# What the task asks
The records below are to be transcribed word for word.

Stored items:
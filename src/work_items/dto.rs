use std::collections::HashMap;

use serde::{Deserialize, Deserializer, Serialize};
use time::OffsetDateTime;
use uuid::Uuid;

use super::repo_types::{Comment, WorkItem, WorkItemStatus};
use crate::users::dto::UserRef;

#[derive(Debug, Deserialize)]
#[serde(rename_all = "camelCase")]
pub struct CreateWorkItemRequest {
    pub title: String,
    #[serde(default)]
    pub description: String,
    #[serde(default)]
    pub assigned_to: Option<Uuid>,
}

/// Partial update body. Missing keys leave fields untouched; `assignedTo: null`
/// clears the assignment.
#[derive(Debug, Default, Deserialize)]
#[serde(rename_all = "camelCase")]
pub struct UpdateWorkItemRequest {
    pub title: Option<String>,
    pub description: Option<String>,
    pub status: Option<WorkItemStatus>,
    #[serde(default, deserialize_with = "double_option")]
    pub assigned_to: Option<Option<Uuid>>,
}

/// Keeps an explicit `null` distinct from a missing key: missing -> `None`
/// (via `#[serde(default)]`), `null` -> `Some(None)`, value -> `Some(Some(v))`.
fn double_option<'de, T, D>(de: D) -> Result<Option<Option<T>>, D::Error>
where
    T: Deserialize<'de>,
    D: Deserializer<'de>,
{
    Option::<T>::deserialize(de).map(Some)
}

#[derive(Debug, Deserialize)]
pub struct AddCommentRequest {
    pub content: String,
}

#[derive(Debug, Clone, Serialize)]
#[serde(rename_all = "camelCase")]
pub struct CommentView {
    pub text: String,
    pub author: Option<UserRef>,
    #[serde(with = "time::serde::rfc3339")]
    pub created_at: OffsetDateTime,
}

#[derive(Debug, Clone, Serialize)]
#[serde(rename_all = "camelCase")]
pub struct WorkItemView {
    pub id: Uuid,
    pub title: String,
    pub description: String,
    pub status: WorkItemStatus,
    pub project_id: Uuid,
    pub assigned_to: Option<UserRef>,
    pub created_by: Option<UserRef>,
    pub comments: Vec<CommentView>,
    #[serde(with = "time::serde::rfc3339")]
    pub created_at: OffsetDateTime,
    #[serde(with = "time::serde::rfc3339")]
    pub updated_at: OffsetDateTime,
}

impl WorkItemView {
    pub fn build(w: WorkItem, refs: &HashMap<Uuid, UserRef>) -> Self {
        let lookup = |id: &Uuid| refs.get(id).cloned();
        Self {
            id: w.id,
            title: w.title,
            description: w.description,
            status: w.status,
            project_id: w.project_id,
            assigned_to: w.assigned_to.as_ref().and_then(lookup),
            created_by: lookup(&w.created_by),
            comments: w
                .comments
                .into_iter()
                .map(|c: Comment| CommentView {
                    author: lookup(&c.author),
                    text: c.text,
                    created_at: c.created_at,
                })
                .collect(),
            created_at: w.created_at,
            updated_at: w.updated_at,
        }
    }
}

# Reply
filename src/work_items/dto.rs
use std::collections::HashMap;

use serde::{Deserialize, Deserializer, Serialize};
use time::OffsetDateTime;
use uuid::Uuid;

use super::repo_types::{Comment, WorkItem, WorkItemStatus};
use crate::users::dto::UserRef;

#[derive(Debug, Deserialize)]
#[serde(rename_all = "camelCase")]
pub struct CreateWorkItemRequest {
    pub title: String,
    #[serde(default)]
    pub description: String,
    #[serde(default)]
    pub assigned_to: Option<Uuid>,
}

/// Partial update body. Missing keys leave fields untouched; `assignedTo: null`
/// clears the assignment.
#[derive(Debug, Default, Deserialize)]
#[serde(rename_all = "camelCase")]
pub struct UpdateWorkItemRequest {
    pub title: Option<String>,
    pub description: Option<String>,
    pub status: Option<WorkItemStatus>,
    #[serde(default, deserialize_with = "double_option")]
    pub assigned_to: Option<Option<Uuid>>,
}

/// Keeps an explicit `null` distinct from a missing key: missing -> `None`
/// (via `#[serde(default)]`), `null` -> `Some(None)`, value -> `Some(Some(v))`.
fn double_option<'de, T, D>(de: D) -> Result<Option<Option<T>>, D::Error>
where
    T: Deserialize<'de>,
    D: Deserializer<'de>,
{
    Option::<T>::deserialize(de).map(Some)
}

#[derive(Debug, Deserialize)]
pub struct AddCommentRequest {
    pub content: String,
}

#[derive(Debug, Clone, Serialize)]
#[serde(rename_all = "camelCase")]
pub struct CommentView {
    pub text: String,
    pub author: Option<UserRef>,
    #[serde(with = "time::serde::rfc3339")]
    pub created_at: OffsetDateTime,
}

#[derive(Debug, Clone, Serialize)]
#[serde(rename_all = "camelCase")]
pub struct WorkItemView {
    pub id: Uuid,
    pub title: String,
    pub description: String,
    pub status: WorkItemStatus,
    pub project_id: Uuid,
    pub assigned_to: Option<UserRef>,
    pub created_by: Option<UserRef>,
    pub comments: Vec<CommentView>,
    #[serde(with = "time::serde::rfc3339")]
    pub created_at: OffsetDateTime,
    #[serde(with = "time::serde::rfc3339")]
    pub updated_at: OffsetDateTime,
}

impl WorkItemView {
    pub fn build(w: WorkItem, refs: &HashMap<Uuid, UserRef>) -> Self {
        let lookup = |id: &Uuid| refs.get(id).cloned();
        Self {
            id: w.id,
            title: w.title,
            description: w.description,
            status: w.status,
            project_id: w.project_id,
            assigned_to: w.assigned_to.as_ref().and_then(lookup),
            created_by: lookup(&w.created_by),
            comments: w
                .comments
                .into_iter()
                .map(|c: Comment| CommentView {
                    author: lookup(&c.author),
                    text: c.text,
                    created_at: c.created_at,
                })
                .collect(),
            created_at: w.created_at,
            updated_at: w.updated_at,
        }
    }
}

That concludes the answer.